§ **RECORDS SHOWN**:
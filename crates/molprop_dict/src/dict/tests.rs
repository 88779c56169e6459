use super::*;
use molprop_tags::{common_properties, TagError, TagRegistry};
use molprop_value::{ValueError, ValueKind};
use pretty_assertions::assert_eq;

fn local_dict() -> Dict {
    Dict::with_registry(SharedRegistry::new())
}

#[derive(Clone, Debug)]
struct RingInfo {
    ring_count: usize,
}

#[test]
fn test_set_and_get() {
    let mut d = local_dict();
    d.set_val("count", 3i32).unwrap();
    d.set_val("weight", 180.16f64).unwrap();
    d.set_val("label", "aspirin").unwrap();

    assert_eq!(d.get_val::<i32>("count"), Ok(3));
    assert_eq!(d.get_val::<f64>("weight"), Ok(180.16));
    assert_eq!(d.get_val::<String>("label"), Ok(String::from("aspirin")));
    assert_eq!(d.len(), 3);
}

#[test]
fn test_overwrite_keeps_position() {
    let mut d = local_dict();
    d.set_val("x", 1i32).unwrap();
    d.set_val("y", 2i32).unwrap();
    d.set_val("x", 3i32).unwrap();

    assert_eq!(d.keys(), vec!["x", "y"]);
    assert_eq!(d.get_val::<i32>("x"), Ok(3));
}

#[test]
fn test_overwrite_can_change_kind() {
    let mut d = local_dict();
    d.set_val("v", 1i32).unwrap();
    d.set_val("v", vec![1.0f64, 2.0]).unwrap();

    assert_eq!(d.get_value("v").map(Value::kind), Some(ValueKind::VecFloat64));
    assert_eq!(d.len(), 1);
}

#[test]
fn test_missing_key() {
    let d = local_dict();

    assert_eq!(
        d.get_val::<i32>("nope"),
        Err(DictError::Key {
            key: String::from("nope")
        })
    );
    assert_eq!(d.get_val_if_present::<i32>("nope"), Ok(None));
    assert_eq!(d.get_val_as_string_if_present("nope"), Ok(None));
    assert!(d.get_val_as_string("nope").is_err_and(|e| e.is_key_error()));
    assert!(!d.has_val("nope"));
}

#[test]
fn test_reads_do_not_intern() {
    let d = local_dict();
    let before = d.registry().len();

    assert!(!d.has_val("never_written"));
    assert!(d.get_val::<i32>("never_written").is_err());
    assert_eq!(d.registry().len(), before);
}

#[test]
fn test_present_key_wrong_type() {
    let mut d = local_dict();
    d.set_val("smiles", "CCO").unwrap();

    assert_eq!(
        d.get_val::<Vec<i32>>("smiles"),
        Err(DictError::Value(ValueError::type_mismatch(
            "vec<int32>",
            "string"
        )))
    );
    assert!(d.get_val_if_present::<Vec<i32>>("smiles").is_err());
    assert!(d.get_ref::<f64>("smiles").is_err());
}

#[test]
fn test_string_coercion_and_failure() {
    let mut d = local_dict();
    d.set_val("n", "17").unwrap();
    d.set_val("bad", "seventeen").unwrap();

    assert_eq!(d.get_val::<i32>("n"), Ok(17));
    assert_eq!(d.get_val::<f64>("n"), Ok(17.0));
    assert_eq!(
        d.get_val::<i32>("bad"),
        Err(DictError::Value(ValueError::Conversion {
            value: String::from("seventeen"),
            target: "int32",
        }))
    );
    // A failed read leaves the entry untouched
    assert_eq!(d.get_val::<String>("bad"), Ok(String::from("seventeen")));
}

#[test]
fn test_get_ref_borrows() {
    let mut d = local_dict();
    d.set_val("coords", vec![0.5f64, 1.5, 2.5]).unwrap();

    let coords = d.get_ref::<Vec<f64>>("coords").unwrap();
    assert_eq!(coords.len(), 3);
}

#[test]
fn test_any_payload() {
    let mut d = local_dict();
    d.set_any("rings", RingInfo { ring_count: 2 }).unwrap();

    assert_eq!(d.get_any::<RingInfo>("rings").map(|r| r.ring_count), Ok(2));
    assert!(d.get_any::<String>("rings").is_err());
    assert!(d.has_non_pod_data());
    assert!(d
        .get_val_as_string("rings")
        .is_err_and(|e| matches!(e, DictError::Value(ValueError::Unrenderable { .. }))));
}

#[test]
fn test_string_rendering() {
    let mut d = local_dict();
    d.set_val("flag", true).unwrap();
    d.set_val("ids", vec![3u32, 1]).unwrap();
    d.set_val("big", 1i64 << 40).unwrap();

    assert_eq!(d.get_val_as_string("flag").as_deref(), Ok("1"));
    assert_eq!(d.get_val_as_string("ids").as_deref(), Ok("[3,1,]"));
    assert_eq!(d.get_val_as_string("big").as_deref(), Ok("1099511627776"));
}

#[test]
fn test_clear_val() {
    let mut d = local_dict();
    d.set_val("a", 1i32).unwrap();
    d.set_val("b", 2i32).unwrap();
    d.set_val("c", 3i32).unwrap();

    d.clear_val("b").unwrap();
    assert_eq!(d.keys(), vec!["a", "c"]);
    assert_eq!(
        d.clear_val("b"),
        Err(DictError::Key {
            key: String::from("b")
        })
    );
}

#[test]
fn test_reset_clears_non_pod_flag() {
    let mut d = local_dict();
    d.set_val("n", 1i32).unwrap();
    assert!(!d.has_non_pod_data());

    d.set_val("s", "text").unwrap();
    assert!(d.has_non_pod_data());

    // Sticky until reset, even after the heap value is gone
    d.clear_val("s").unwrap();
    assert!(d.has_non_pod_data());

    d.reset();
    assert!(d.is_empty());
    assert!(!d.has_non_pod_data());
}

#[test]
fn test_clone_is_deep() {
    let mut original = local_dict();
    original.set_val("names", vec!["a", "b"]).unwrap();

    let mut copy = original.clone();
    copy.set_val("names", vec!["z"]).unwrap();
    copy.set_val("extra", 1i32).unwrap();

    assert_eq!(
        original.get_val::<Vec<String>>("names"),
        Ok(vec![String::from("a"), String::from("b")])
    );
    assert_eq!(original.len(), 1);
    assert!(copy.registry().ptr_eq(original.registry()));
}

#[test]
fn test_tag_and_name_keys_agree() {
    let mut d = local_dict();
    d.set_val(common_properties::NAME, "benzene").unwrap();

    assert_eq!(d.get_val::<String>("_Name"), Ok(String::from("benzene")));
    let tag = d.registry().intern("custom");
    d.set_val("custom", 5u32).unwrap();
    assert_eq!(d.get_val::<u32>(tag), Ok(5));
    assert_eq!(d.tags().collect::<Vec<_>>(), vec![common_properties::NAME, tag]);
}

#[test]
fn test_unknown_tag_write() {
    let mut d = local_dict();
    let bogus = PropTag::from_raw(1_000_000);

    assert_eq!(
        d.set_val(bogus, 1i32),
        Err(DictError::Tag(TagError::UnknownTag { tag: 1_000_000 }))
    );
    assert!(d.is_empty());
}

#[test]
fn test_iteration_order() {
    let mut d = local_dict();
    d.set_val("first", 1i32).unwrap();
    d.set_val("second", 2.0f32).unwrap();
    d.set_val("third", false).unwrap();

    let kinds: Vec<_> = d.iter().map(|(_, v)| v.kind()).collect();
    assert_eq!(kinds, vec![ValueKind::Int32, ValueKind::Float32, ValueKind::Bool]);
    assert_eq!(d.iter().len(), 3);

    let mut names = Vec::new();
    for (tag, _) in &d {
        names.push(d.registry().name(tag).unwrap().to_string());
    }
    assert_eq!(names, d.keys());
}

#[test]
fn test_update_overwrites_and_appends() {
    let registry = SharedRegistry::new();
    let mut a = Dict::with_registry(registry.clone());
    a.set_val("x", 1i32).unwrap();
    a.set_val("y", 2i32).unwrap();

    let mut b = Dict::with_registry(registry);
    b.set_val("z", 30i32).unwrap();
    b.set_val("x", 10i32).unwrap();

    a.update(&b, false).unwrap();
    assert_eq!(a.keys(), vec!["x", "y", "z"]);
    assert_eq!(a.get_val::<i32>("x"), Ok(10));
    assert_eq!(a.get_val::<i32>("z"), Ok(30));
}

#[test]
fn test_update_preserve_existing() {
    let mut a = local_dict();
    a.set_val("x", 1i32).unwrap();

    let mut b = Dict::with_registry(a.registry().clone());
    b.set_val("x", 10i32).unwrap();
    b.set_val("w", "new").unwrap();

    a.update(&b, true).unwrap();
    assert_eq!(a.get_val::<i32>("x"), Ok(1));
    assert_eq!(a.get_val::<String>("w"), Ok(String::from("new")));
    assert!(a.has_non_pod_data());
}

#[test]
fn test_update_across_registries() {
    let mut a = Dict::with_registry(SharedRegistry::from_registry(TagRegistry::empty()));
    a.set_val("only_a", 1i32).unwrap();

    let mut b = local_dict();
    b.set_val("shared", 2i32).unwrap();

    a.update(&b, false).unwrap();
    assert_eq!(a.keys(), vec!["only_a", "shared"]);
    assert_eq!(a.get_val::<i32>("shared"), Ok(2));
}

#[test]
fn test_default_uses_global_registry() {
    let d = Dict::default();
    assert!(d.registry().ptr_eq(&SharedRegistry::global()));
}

§ **TASK DIRECTIONS**: Please restate, word for word, the lines of the entries that run from the first line through the one holding "fn local_dict() ->", and add nothing.

§ **ANSWER TO THIS EXERCISE**:
filename crates/molprop_dict/src/dict/tests.rs
repository 88779c56169e6459
use super::*;
use molprop_tags::{common_properties, TagError, TagRegistry};
use molprop_value::{ValueError, ValueKind};
use pretty_assertions::assert_eq;

fn local_dict() -> Dict {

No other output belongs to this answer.